Du délit d’initié
Le délit d’initié, c’est le fait de s’attribuer une certaine faveur, en fonction de sa position et des
éléments d’informations privilégiées dont on dispose.
Ce concept est d’abord et souvent utilisé dans les affaires, notamment lors des
passations de marchés. L’individu dispose de bonnes informations et les utilise en sa faveur,
au détriment des autres concurrents.
Le délit d’initié suppose donc:
- des informations importantes sur un marché;
- une position privilégiée, occupée par l’un des concurrents pour le marché;
- l’utilisation de ces informations à ses profits.

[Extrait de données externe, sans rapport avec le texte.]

//! Deck browsing and card review.

use axum::extract::{Query, State};
use axum::Json;
use serde::{Deserialize, Serialize};

use super::{deck_for_topic, library, ApiError};
use crate::db::{self, try_lock, LogOnError};
use crate::domain::{topics as source_topics, Card, CardId, ALL_TOPICS};
use crate::state::AppState;
use crate::study::{DeckCursor, Move};

#[derive(Debug, Serialize)]
pub struct TopicInfo {
  pub name: String,
  pub count: usize,
}

#[derive(Debug, Serialize)]
pub struct TopicsResponse {
  /// "All" first, then sources in library order
  pub topics: Vec<TopicInfo>,
  /// Size of the mistake deck
  pub mistakes: usize,
}

/// GET /api/topics
pub async fn topics(State(state): State<AppState>) -> Result<Json<TopicsResponse>, ApiError> {
  let conn = try_lock(&state.db)?;
  let cards = library(&state, &conn)?;

  let mut topics = vec![TopicInfo { name: ALL_TOPICS.to_string(), count: cards.len() }];
  topics.extend(source_topics(&cards).into_iter().map(|name| TopicInfo {
    count: cards.iter().filter(|c| c.source == name).count(),
    name,
  }));

  let mistakes = db::get_mistakes(&conn)
    .map(|m| db::mistake_deck(&cards, &m).len())
    .log_warn_default("Failed to count mistakes");

  Ok(Json(TopicsResponse { topics, mistakes }))
}

#[derive(Debug, Deserialize)]
pub struct TopicQuery {
  pub topic: Option<String>,
}

/// GET /api/deck?topic=
pub async fn deck(
  State(state): State<AppState>,
  Query(query): Query<TopicQuery>,
) -> Result<Json<Vec<Card>>, ApiError> {
  let topic = query.topic.as_deref().unwrap_or(ALL_TOPICS);
  let conn = try_lock(&state.db)?;
  let cards = library(&state, &conn)?;
  Ok(Json(deck_for_topic(&cards, &conn, topic)?))
}

#[derive(Debug, Deserialize)]
pub struct ReviewQuery {
  pub topic: Option<String>,
  #[serde(default)]
  pub index: usize,
  #[serde(default)]
  pub action: Move,
}

/// Question side of a card
#[derive(Debug, Serialize)]
pub struct CardFront {
  pub image_path: String,
  pub description: String,
}

/// Answer side of a card
#[derive(Debug, Serialize)]
pub struct CardBack {
  pub title: String,
}

#[derive(Debug, Serialize)]
pub struct ReviewCard {
  pub id: CardId,
  pub source: String,
  pub front: CardFront,
  pub back: CardBack,
}

#[derive(Debug, Serialize)]
pub struct ReviewResponse {
  pub topic: String,
  pub index: usize,
  /// 1-based position for display
  pub position: usize,
  pub total: usize,
  /// None when the deck is empty
  pub card: Option<ReviewCard>,
}

/// GET /api/review?topic=&index=&action=next|prev|random
pub async fn review(
  State(state): State<AppState>,
  Query(query): Query<ReviewQuery>,
) -> Result<Json<ReviewResponse>, ApiError> {
  let topic = query.topic.unwrap_or_else(|| ALL_TOPICS.to_string());
  let cards = {
    let conn = try_lock(&state.db)?;
    let library = library(&state, &conn)?;
    deck_for_topic(&library, &conn, &topic)?
  };

  let Some(mut cursor) = DeckCursor::at(cards.len(), query.index) else {
    return Ok(Json(ReviewResponse { topic, index: 0, position: 0, total: 0, card: None }));
  };

  let index = cursor.apply(query.action, &mut rand::rng());
  let card = &cards[index];
  let (position, total) = cursor.position();

  Ok(Json(ReviewResponse {
    topic,
    index,
    position,
    total,
    card: Some(ReviewCard {
      id: card.id.clone(),
      source: card.source.clone(),
      front: CardFront {
        image_path: card.image_path.clone(),
        description: card.display_description().to_string(),
      },
      back: CardBack { title: card.display_title().to_string() },
    }),
  }))
}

Le fait d’utiliser son pouvoir ou ses influences pour obtenir une faveur, ne suffit pas
pour commettre un délit d’initié. Il peut s’agir du trafic d’influences, d’abus de pouvoir,
d’abus de fonction, de concussions, qui sont tous des éléments de corruption et qui sont
prévus et punis par la loi.
Dans notre législation, à part le code pénal qui traitait déjà le phénomène de la
corruption, de la fraude, de la concussion, etc., deux autres textes viennent s’ajouter pour
apporter, non seulement certains éclaircissements, mais aussi leur support dans la lutte contre
la corruption. Il s’agit du décret du 8 septembre 2003, créant l’Unité de Lutte Contre la
Corruption (ULCC) et la loi du 12 mars 2014 qui porte sur la prévention et la répression
contre la corruption.
Pour le délit d’initié, cette infraction est prévue au Chapitre 3 de la loi, article 5.11, qui
se lit comme suit.
«Quiconque aura utilisé, pour son propre avantage ou pour celui d’un tiers, des
informations réservées ou privilégiées qu’il a obtenues dans l’exercice de ses fonctions et
portant sur la passation des marchés publics ou sur les perspectives d’évolution d’un marché
réglementé, est coupable de délit d’initié et est puni d’une peine d’un an à cinq ans de prison
et d’une amende de cinq cent mille gourdes, sans préjudice des dommages et intérêts
éventuels.»
Cette loi est le plus grand cadeau que l’on pourrait donner au peuple haïtien. Sans le
savoir, le jour de sa publication dans Le Moniteur, un arrêté est sorti, accordant un certain
privilège, ce que l’on pourrait qualifier carrément de trafic d’influence. L’on dirait que les
conseillers juridiques du Palais National n’avaient même pas lu le texte ou qu’ils croyaient
être tellement au-dessus de la loi qu’ils pouvaient se permettre n’importe quoi.
Aujourd’hui, si l’on prend le temps de réfléchir et de mettre en application cette loi,
pour les dix années du régime PHTK, c’est à peine si les plus justes seront sauvés.